Go line by line through the data and copy those with the word "reader".

↓

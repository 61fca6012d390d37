//! Append-only log segment file I/O.
//!
//! A segment holds serialized commands in creation order. The on-disk layout
//! is:
//!
//! ```text
//! [Segment header: 16 bytes]
//! [Record 0: 12-byte header + payload]
//! [Record 1: 12-byte header + payload]
//! ...
//! ```
//!
//! Each record header carries the payload length and an xxh3 checksum of the
//! payload, so the reader can recognize a torn tail after a crash: scanning
//! stops at the first incomplete or checksum-failing record and everything
//! before it is the valid prefix.

use std::fs::{File, OpenOptions};
use std::io::{Read, Seek, SeekFrom, Write};
use std::path::Path;

use tracing::debug;
use tspace_error::{Result, TspaceError};
use xxhash_rust::xxh3::xxh3_64;

/// Magic bytes at the start of every segment file.
pub const SEGMENT_MAGIC: [u8; 4] = *b"TSLG";
/// Current segment format version.
pub const SEGMENT_FORMAT_VERSION: u16 = 1;
/// Size of the fixed segment header.
pub const SEGMENT_HEADER_SIZE: usize = 16;
/// Size of a per-record header: u32 length + u64 checksum.
pub const RECORD_HEADER_SIZE: usize = 12;

/// Largest record payload we will accept when scanning. Guards the reader
/// against interpreting garbage as a multi-gigabyte length.
pub const MAX_RECORD_LEN: u32 = 64 * 1024 * 1024;

fn encode_header(seq: u64) -> [u8; SEGMENT_HEADER_SIZE] {
    let mut buf = [0u8; SEGMENT_HEADER_SIZE];
    buf[0..4].copy_from_slice(&SEGMENT_MAGIC);
    buf[4..6].copy_from_slice(&SEGMENT_FORMAT_VERSION.to_le_bytes());
    // bytes 6..8 reserved
    buf[8..16].copy_from_slice(&seq.to_le_bytes());
    buf
}

fn decode_header(buf: &[u8; SEGMENT_HEADER_SIZE]) -> Result<u64> {
    if buf[0..4] != SEGMENT_MAGIC {
        return Err(TspaceError::LogCorrupt {
            detail: "bad segment magic".to_owned(),
        });
    }
    let version = u16::from_le_bytes([buf[4], buf[5]]);
    if version != SEGMENT_FORMAT_VERSION {
        return Err(TspaceError::LogCorrupt {
            detail: format!("unsupported segment format version {version}"),
        });
    }
    let mut seq_bytes = [0u8; 8];
    seq_bytes.copy_from_slice(&buf[8..16]);
    Ok(u64::from_le_bytes(seq_bytes))
}

// ---------------------------------------------------------------------------
// SegmentWriter
// ---------------------------------------------------------------------------

/// Appends checksummed records to one segment file.
#[derive(Debug)]
pub struct SegmentWriter {
    file: File,
    seq: u64,
    record_count: u64,
}

impl SegmentWriter {
    /// Create a fresh segment at `path` with sequence number `seq`.
    ///
    /// Fails if the file already exists; segment sequence numbers are never
    /// reused within one log directory.
    pub fn create(path: &Path, seq: u64) -> Result<Self> {
        let mut file = OpenOptions::new()
            .write(true)
            .create_new(true)
            .open(path)?;
        file.write_all(&encode_header(seq))?;
        debug!(seq, path = %path.display(), "log segment created");
        Ok(Self {
            file,
            seq,
            record_count: 0,
        })
    }

    /// Append one record. The payload is framed with its length and xxh3
    /// checksum; no sync is performed here.
    pub fn append(&mut self, payload: &[u8]) -> Result<()> {
        let len = u32::try_from(payload.len()).map_err(|_| TspaceError::LogCorrupt {
            detail: format!("record payload too large: {} bytes", payload.len()),
        })?;
        if len > MAX_RECORD_LEN {
            return Err(TspaceError::LogCorrupt {
                detail: format!("record payload too large: {len} bytes"),
            });
        }
        let mut header = [0u8; RECORD_HEADER_SIZE];
        header[0..4].copy_from_slice(&len.to_le_bytes());
        header[4..12].copy_from_slice(&xxh3_64(payload).to_le_bytes());
        self.file.write_all(&header)?;
        self.file.write_all(payload)?;
        self.record_count += 1;
        Ok(())
    }

    /// Flush appended records to stable storage.
    pub fn sync(&mut self) -> Result<()> {
        self.file.sync_data()?;
        Ok(())
    }

    #[must_use]
    pub fn seq(&self) -> u64 {
        self.seq
    }

    #[must_use]
    pub fn record_count(&self) -> u64 {
        self.record_count
    }
}

// ---------------------------------------------------------------------------
// Segment reading
// ---------------------------------------------------------------------------

/// The valid contents of one segment file.
#[derive(Debug)]
pub struct SegmentContents {
    pub seq: u64,
    pub records: Vec<Vec<u8>>,
    /// True if the scan stopped before end-of-file (torn tail after a crash).
    pub truncated_tail: bool,
}

/// Read the valid record prefix of a segment.
///
/// A short or checksum-failing record terminates the scan without error;
/// everything before it is returned. A bad segment header is a hard
/// [`TspaceError::LogCorrupt`] since nothing in the file can be trusted.
pub fn read_segment(path: &Path) -> Result<SegmentContents> {
    let mut file = File::open(path)?;
    let file_len = file.seek(SeekFrom::End(0))?;
    file.seek(SeekFrom::Start(0))?;

    let mut header_buf = [0u8; SEGMENT_HEADER_SIZE];
    if file_len < SEGMENT_HEADER_SIZE as u64 {
        return Err(TspaceError::LogCorrupt {
            detail: format!(
                "segment '{}' too small for header: {file_len} bytes",
                path.display()
            ),
        });
    }
    file.read_exact(&mut header_buf)?;
    let seq = decode_header(&header_buf)?;

    let mut records = Vec::new();
    let mut offset = SEGMENT_HEADER_SIZE as u64;
    let mut truncated_tail = false;

    loop {
        if offset == file_len {
            break;
        }
        if file_len - offset < RECORD_HEADER_SIZE as u64 {
            truncated_tail = true;
            break;
        }
        let mut rec_header = [0u8; RECORD_HEADER_SIZE];
        file.read_exact(&mut rec_header)?;
        let len = u32::from_le_bytes([rec_header[0], rec_header[1], rec_header[2], rec_header[3]]);
        let mut sum_bytes = [0u8; 8];
        sum_bytes.copy_from_slice(&rec_header[4..12]);
        let checksum = u64::from_le_bytes(sum_bytes);

        if len > MAX_RECORD_LEN || file_len - offset - (RECORD_HEADER_SIZE as u64) < u64::from(len) {
            truncated_tail = true;
            break;
        }
        let mut payload = vec![0u8; len as usize];
        file.read_exact(&mut payload)?;
        if xxh3_64(&payload) != checksum {
            truncated_tail = true;
            break;
        }
        records.push(payload);
        offset += RECORD_HEADER_SIZE as u64 + u64::from(len);
    }

    if truncated_tail {
        debug!(
            seq,
            valid_records = records.len(),
            path = %path.display(),
            "segment scan stopped at torn tail"
        );
    }

    Ok(SegmentContents {
        seq,
        records,
        truncated_tail,
    })
}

↑

- **RESPONSE TO THE TASK**:
//! payload, so the reader can recognize a torn tail after a crash: scanning
/// Largest record payload we will accept when scanning. Guards the reader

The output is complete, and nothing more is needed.